++++ GIVEN INFORMATION ++++

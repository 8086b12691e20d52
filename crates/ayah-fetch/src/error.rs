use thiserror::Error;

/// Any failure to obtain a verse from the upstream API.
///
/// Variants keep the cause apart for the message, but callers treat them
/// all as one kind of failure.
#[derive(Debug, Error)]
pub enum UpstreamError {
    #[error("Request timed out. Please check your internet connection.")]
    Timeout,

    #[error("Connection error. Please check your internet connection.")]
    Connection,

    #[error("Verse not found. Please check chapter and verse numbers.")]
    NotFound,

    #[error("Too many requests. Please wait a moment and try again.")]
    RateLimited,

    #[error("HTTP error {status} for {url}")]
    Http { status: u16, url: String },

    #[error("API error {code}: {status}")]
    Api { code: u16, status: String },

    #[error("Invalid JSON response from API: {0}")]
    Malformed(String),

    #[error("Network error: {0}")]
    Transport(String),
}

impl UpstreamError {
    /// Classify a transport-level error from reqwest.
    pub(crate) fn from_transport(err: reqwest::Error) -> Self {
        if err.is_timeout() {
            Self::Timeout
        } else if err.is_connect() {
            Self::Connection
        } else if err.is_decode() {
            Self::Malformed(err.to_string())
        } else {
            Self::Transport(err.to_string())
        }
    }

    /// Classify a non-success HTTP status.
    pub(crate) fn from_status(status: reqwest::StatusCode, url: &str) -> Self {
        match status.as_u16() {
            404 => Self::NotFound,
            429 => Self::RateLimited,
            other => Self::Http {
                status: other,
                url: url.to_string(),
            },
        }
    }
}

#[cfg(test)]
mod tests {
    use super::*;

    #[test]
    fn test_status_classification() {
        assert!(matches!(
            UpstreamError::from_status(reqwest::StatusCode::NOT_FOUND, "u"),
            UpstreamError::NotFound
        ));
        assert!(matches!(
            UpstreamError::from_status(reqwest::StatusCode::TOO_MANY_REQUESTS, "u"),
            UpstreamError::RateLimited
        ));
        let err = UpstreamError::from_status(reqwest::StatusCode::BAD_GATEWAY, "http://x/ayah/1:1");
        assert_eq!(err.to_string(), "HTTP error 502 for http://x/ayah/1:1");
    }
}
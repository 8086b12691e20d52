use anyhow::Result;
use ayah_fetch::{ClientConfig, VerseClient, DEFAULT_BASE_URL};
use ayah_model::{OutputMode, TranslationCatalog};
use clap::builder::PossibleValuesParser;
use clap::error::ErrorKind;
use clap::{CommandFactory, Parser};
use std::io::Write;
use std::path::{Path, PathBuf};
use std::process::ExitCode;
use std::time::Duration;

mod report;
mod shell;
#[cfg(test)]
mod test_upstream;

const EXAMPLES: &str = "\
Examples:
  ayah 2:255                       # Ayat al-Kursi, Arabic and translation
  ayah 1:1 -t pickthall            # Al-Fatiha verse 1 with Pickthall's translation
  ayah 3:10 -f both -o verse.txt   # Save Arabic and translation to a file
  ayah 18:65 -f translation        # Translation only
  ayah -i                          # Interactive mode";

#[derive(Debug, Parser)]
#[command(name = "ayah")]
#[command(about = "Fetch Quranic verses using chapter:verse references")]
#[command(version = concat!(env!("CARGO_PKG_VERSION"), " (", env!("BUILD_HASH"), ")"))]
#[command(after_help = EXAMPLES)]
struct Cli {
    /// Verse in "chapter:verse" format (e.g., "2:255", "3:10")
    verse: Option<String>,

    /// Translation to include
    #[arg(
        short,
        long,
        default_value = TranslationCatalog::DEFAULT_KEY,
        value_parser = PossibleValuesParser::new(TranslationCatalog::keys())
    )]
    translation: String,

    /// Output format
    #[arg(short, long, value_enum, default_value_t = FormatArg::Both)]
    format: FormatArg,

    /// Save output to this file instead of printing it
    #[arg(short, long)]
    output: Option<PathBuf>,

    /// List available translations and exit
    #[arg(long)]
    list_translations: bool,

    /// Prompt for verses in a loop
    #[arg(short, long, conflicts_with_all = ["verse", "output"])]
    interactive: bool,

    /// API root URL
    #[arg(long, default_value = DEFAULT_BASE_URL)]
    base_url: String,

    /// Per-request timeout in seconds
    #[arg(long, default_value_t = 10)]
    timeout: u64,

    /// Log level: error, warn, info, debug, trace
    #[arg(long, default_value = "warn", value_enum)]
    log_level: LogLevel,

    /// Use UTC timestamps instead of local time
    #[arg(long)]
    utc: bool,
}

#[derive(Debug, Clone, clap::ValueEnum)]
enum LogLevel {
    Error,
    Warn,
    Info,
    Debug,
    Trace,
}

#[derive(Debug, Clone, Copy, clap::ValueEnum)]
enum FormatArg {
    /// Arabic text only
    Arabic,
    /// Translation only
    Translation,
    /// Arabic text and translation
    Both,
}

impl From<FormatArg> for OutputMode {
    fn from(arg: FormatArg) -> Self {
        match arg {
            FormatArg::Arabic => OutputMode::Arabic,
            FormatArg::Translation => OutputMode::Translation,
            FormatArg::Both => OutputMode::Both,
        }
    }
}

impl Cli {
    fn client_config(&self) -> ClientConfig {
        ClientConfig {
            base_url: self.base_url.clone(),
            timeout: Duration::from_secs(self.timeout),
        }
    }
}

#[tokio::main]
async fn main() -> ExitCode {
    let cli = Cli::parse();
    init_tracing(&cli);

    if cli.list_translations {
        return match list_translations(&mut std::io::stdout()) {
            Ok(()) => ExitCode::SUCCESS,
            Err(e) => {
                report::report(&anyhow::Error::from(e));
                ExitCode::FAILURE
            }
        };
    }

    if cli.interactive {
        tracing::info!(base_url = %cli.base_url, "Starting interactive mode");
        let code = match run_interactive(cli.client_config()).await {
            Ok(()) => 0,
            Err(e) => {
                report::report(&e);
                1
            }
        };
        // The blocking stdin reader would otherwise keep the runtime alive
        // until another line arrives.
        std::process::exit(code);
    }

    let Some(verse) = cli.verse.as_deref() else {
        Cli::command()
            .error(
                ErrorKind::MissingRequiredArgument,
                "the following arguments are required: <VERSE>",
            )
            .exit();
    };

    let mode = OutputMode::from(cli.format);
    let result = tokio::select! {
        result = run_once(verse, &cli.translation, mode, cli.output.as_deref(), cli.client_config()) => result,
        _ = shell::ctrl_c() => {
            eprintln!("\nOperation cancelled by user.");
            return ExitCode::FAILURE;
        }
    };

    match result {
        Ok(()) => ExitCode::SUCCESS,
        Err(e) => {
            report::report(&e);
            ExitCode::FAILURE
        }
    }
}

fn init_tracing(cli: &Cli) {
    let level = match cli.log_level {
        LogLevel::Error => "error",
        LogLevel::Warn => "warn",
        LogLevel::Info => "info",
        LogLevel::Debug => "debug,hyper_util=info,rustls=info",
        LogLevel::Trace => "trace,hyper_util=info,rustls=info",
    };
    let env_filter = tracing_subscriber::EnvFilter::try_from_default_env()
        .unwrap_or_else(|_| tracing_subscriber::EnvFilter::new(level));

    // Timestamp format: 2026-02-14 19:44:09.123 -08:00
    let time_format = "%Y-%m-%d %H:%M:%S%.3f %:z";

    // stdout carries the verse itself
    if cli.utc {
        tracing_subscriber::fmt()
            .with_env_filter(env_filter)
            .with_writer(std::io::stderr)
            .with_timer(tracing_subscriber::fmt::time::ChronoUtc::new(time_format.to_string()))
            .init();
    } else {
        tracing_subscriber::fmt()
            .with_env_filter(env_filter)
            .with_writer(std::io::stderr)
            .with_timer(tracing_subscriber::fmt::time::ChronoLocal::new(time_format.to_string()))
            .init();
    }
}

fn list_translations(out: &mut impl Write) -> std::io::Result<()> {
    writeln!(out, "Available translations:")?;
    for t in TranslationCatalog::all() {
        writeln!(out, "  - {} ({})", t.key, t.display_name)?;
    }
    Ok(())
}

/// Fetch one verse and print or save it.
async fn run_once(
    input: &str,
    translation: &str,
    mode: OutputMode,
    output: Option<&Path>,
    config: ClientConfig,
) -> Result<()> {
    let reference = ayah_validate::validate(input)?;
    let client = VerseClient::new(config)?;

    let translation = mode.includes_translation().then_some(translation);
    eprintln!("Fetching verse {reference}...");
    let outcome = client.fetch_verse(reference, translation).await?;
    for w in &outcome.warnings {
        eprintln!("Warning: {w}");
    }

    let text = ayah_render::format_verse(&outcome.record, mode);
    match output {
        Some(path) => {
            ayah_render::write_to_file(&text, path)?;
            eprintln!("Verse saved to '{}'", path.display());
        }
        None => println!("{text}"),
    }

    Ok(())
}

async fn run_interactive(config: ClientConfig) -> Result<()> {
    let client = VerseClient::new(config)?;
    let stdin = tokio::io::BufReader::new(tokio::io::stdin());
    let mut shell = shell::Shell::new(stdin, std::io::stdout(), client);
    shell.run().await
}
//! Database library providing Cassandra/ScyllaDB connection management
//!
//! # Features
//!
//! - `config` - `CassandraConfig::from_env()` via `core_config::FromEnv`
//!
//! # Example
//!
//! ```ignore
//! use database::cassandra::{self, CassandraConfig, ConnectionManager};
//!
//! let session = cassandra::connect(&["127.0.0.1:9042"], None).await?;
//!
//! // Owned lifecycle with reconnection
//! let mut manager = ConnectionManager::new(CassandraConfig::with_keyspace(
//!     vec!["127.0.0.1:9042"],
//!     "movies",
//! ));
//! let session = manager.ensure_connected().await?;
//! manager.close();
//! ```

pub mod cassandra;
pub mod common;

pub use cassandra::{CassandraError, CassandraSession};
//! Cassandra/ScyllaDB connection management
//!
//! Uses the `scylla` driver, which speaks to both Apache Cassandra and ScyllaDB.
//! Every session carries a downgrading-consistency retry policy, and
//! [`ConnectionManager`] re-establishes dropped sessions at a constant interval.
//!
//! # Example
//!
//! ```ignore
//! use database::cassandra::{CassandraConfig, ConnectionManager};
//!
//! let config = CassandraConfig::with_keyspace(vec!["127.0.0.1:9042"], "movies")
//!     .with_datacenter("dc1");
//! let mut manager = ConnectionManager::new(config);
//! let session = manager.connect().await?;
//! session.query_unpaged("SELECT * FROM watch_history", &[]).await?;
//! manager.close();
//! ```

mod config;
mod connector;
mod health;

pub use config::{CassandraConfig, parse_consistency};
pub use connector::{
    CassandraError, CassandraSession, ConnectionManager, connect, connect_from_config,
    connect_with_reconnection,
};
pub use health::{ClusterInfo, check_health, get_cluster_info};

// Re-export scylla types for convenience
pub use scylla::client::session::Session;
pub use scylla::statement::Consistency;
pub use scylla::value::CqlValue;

++++

AIM OF THE TASK -
Show, from the listing above, each line that contains the word "ExitCode".

SOLUTION FOR THIS TASK -
use std::process::ExitCode;
async fn main() -> ExitCode {
            Ok(()) => ExitCode::SUCCESS,
                ExitCode::FAILURE
            return ExitCode::FAILURE;
        Ok(()) => ExitCode::SUCCESS,
            ExitCode::FAILURE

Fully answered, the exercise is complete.